Q3: What is the main difference between HashMap and ConcurrentHashMap?

Answer:

The main difference is thread safety:

  • HashMap → Not thread-safe
  • ConcurrentHashMap → Thread-safe

Q4: Why is HashMap not thread-safe?

Answer:

Because it does not use synchronization.
Multiple threads can modify it simultaneously, leading to:

  • Data inconsistency
  • Infinite loops (in older Java versions during resizing)

Q5: How does ConcurrentHashMap achieve thread safety?

Answer:

  • Java 7 → Uses segment-level locking
  • Java 8+ → Uses CAS (Compare-And-Swap) and synchronized blocks

This ensures that multiple threads can work concurrently without locking the entire map.


Q6: Does ConcurrentHashMap allow null keys and values?

Answer:

No, it does not allow null keys or values.

Reason:
To avoid ambiguity in concurrent environments (e.g., null meaning absence or value).


Q7: Does HashMap allow null keys and values?

Answer:

Yes

  • One null key allowed
  • Multiple null values allowed

Q8: What is fail-fast and fail-safe iterator?

Answer:

  • Fail-Fast (HashMap)
    • Throws ConcurrentModificationException if modified during iteration
  • Fail-Safe (ConcurrentHashMap)
    • Does not throw exception
    • Iterates over a snapshot

Q9: Which is faster: HashMap or ConcurrentHashMap?

Answer:

  • HashMap → Faster in single-threaded applications
  • ConcurrentHashMap → Optimized for multi-threaded performance

Q10: What happens if multiple threads use HashMap?

Answer:

  • Data corruption may occur
  • Unexpected behavior
  • Not safe for concurrent use

Q11: What is the locking mechanism in ConcurrentHashMap?

Answer:

  • Uses fine-grained locking
  • Locks only a portion of the map instead of the whole map

Q12: Can we make HashMap thread-safe?

Answer:

Yes, using:

Map map = Collections.synchronizedMap(new HashMap<>());

But this locks the entire map → reduces performance.
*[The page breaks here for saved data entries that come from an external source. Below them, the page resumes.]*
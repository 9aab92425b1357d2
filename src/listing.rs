//! File system enumeration that never follows symbolic links.
//!
//! Symbolic links are listed like any other entry but never descended into, so a link pointing
//! at one of its parent directories cannot make a traversal loop forever.

use log::{error, warn};
use regex::Regex;
use std::{
    fs,
    path::{Path, PathBuf},
    sync::{
        atomic::{AtomicBool, Ordering},
        Arc,
    },
};

/// A pattern matching every path.
pub const MATCH_ALL: &str = ".*";

/// Regular expression that has to match a path's entire string form.
#[derive(Debug, Clone)]
pub struct PathFilter {
    regex: Regex,
}

impl PathFilter {
    pub fn new(pattern: &str) -> Result<Self, regex::Error> {
        Ok(Self { regex: Regex::new(&format!("^(?:{pattern})$"))? })
    }

    pub fn match_all() -> Self {
        Self::new(MATCH_ALL).expect("MATCH_ALL is a valid regex")
    }

    pub fn matches(&self, path: &Path) -> bool {
        self.regex.is_match(&path.to_string_lossy())
    }
}

impl Default for PathFilter {
    fn default() -> Self {
        Self::match_all()
    }
}

/// Cooperative stop signal for long traversals. Clones share the same flag.
#[derive(Debug, Clone, Default)]
pub struct Cancellation(Arc<AtomicBool>);

impl Cancellation {
    pub fn new() -> Self {
        Self::default()
    }

    pub fn cancel(&self) {
        self.0.store(true, Ordering::Relaxed);
    }

    pub fn is_cancelled(&self) -> bool {
        self.0.load(Ordering::Relaxed)
    }
}

/// Lists the entries under `start` whose path matches `filter`, files and directories alike.
///
/// Returns nothing if `start` is not a directory. Directories that can't be opened are logged
/// and skipped.
pub fn list_files(start: &Path, recursive: bool, filter: &PathFilter) -> Vec<PathBuf> {
    list_files_until(start, recursive, filter, &Cancellation::new())
}

/// Like [`list_files`], but stops entering new directories once `cancellation` is signaled.
/// Whatever was collected up to that point is still returned.
pub fn list_files_until(
    start: &Path,
    recursive: bool,
    filter: &PathFilter,
    cancellation: &Cancellation,
) -> Vec<PathBuf> {
    list_files_notifying(start, recursive, filter, cancellation, |_| {})
}

/// Like [`list_files_until`], calling `on_match` with each matching path as soon as it's found.
pub fn list_files_notifying(
    start: &Path,
    recursive: bool,
    filter: &PathFilter,
    cancellation: &Cancellation,
    mut on_match: impl FnMut(&Path),
) -> Vec<PathBuf> {
    let mut paths = Vec::new();
    if start.is_dir() {
        collect(&mut paths, start, recursive, filter, cancellation, &mut on_match);
    }
    paths
}

fn collect(
    paths: &mut Vec<PathBuf>,
    dir: &Path,
    recursive: bool,
    filter: &PathFilter,
    cancellation: &Cancellation,
    on_match: &mut dyn FnMut(&Path),
) {
    let entries = match fs::read_dir(dir) {
        Ok(entries) => entries,
        Err(e) => {
            error!("Could not open directory {}: {e}", dir.display());
            return;
        },
    };

    for entry in entries {
        let entry = match entry {
            Ok(entry) => entry,
            Err(e) => {
                warn!("Could not read an entry of {}: {e}", dir.display());
                continue;
            },
        };
        let path = entry.path();
        if filter.matches(&path) {
            on_match(&path);
            paths.push(path.clone());
        }

        if !recursive || cancellation.is_cancelled() {
            continue;
        }
        // `DirEntry::file_type` doesn't traverse symlinks, so a link to a directory reports
        // itself as a link here.
        match entry.file_type() {
            Ok(file_type) if file_type.is_dir() => {
                collect(paths, &path, recursive, filter, cancellation, on_match)
            },
            Ok(_) => {},
            Err(e) => warn!("Could not determine the type of {}: {e}", path.display()),
        }
    }
}

/// Expands every directory among `paths` into the files it contains, recursively, and returns
/// only paths that aren't directories.
pub fn flatten<I, P>(paths: I) -> Vec<PathBuf>
where
    I: IntoIterator<Item = P>,
    P: AsRef<Path>,
{
    let match_all = PathFilter::match_all();
    let mut all_paths = Vec::new();
    for path in paths {
        let path = path.as_ref();
        if path.is_dir() {
            all_paths.extend(list_files(path, true, &match_all));
        } else {
            all_paths.push(path.to_path_buf());
        }
    }
    all_paths.retain(|path| !path.is_dir());
    all_paths
}

#[cfg(test)]
mod tests {
    use super::*;
    use std::collections::BTreeSet;
    use tempfile::TempDir;

    fn touch(path: &Path) {
        fs::write(path, b"x").unwrap();
    }

    /// root/
    ///   a.png
    ///   notes.txt
    ///   sub/
    ///     b.png
    ///     deeper/
    ///       c.jpg
    fn sample_tree() -> TempDir {
        let root = tempfile::tempdir().unwrap();
        fs::create_dir_all(root.path().join("sub/deeper")).unwrap();
        touch(&root.path().join("a.png"));
        touch(&root.path().join("notes.txt"));
        touch(&root.path().join("sub/b.png"));
        touch(&root.path().join("sub/deeper/c.jpg"));
        root
    }

    fn set(paths: Vec<PathBuf>) -> BTreeSet<PathBuf> {
        paths.into_iter().collect()
    }

    #[test]
    fn non_directory_start_is_empty() {
        let root = sample_tree();
        let filter = PathFilter::match_all();
        assert!(list_files(&root.path().join("a.png"), true, &filter).is_empty());
        assert!(list_files(&root.path().join("missing"), true, &filter).is_empty());
    }

    #[test]
    fn flat_listing_includes_directories() {
        let root = sample_tree();
        let listed = set(list_files(root.path(), false, &PathFilter::match_all()));
        let expected = set(vec![
            root.path().join("a.png"),
            root.path().join("notes.txt"),
            root.path().join("sub"),
        ]);
        assert_eq!(expected, listed);
    }

    #[test]
    fn recursive_listing_with_pattern() {
        let root = sample_tree();
        let filter = PathFilter::new(r".*\.(png|jpg)").unwrap();
        let listed = set(list_files(root.path(), true, &filter));
        let expected = set(vec![
            root.path().join("a.png"),
            root.path().join("sub/b.png"),
            root.path().join("sub/deeper/c.jpg"),
        ]);
        assert_eq!(expected, listed);
    }

    #[test]
    fn pattern_has_to_match_the_whole_path() {
        let filter = PathFilter::new("a").unwrap();
        assert!(!filter.matches(Path::new("/tmp/a.png")));
        assert!(PathFilter::new(r".*/a\.png").unwrap().matches(Path::new("/tmp/a.png")));
        assert!(PathFilter::new("(").is_err());
    }

    #[test]
    fn cancelled_traversal_stays_at_top_level() {
        let root = sample_tree();
        let cancellation = Cancellation::new();
        cancellation.cancel();
        let listed =
            set(list_files_until(root.path(), true, &PathFilter::match_all(), &cancellation));
        assert_eq!(set(list_files(root.path(), false, &PathFilter::match_all())), listed);
    }

    #[test]
    fn cancelling_midway_keeps_what_was_found() {
        // One entry per directory, so the visiting order is fixed.
        let root = tempfile::tempdir().unwrap();
        fs::create_dir_all(root.path().join("a/b")).unwrap();
        touch(&root.path().join("a/b/c.txt"));
        let stop_at = root.path().join("a/b");

        let cancellation = Cancellation::new();
        let listed = list_files_notifying(
            root.path(),
            true,
            &PathFilter::match_all(),
            &cancellation,
            |path| {
                if path == stop_at.as_path() {
                    cancellation.cancel();
                }
            },
        );
        assert!(cancellation.is_cancelled());
        assert_eq!(vec![root.path().join("a"), root.path().join("a/b")], listed);
    }

    #[test]
    fn flatten_mixes_files_and_directories() {
        let root = sample_tree();
        let loose = tempfile::NamedTempFile::new().unwrap();
        let flattened = set(flatten([root.path(), loose.path()]));
        let expected = set(vec![
            loose.path().to_path_buf(),
            root.path().join("a.png"),
            root.path().join("notes.txt"),
            root.path().join("sub/b.png"),
            root.path().join("sub/deeper/c.jpg"),
        ]);
        assert_eq!(expected, flattened);
    }

    #[cfg(unix)]
    #[test]
    fn self_referential_link_terminates() {
        let root = sample_tree();
        std::os::unix::fs::symlink(root.path(), root.path().join("sub/loop")).unwrap();

        let listed = list_files(root.path(), true, &PathFilter::match_all());
        assert!(listed.contains(&root.path().join("sub/loop")));
        assert!(!listed.iter().any(|p| p.starts_with(root.path().join("sub/loop"))
            && p != &root.path().join("sub/loop")));

        let flattened = set(flatten([root.path()]));
        let expected = set(vec![
            root.path().join("a.png"),
            root.path().join("notes.txt"),
            root.path().join("sub/b.png"),
            root.path().join("sub/deeper/c.jpg"),
        ]);
        assert_eq!(expected, flattened);
    }
}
Q13: When should we use HashMap?

Answer:

  • Single-threaded applications
  • No concurrent modification
  • High performance required

Q14: When should we use ConcurrentHashMap?

Answer:

  • Multi-threaded applications
  • Thread safety required
  • High scalability needed

Q15: What is a real-world example?

Answer:

Example: Cache system

  • Using HashMap → Not safe
  • Using ConcurrentHashMap → Safe and efficient

Final Interview Summary

  • HashMap → Not thread-safe, allows null
  • ConcurrentHashMap → Thread-safe, no null allowed
  • Iterators:
    • HashMap → Fail-fast
    • ConcurrentHashMap → Fail-safe

Pro Tip (For Interview)

If interviewer asks:

“Which one will you use in production?”

Answer:

“For multi-threaded environments, I prefer ConcurrentHashMap because it provides thread safety with better performance using fine-grained locking instead of synchronizing the entire map.”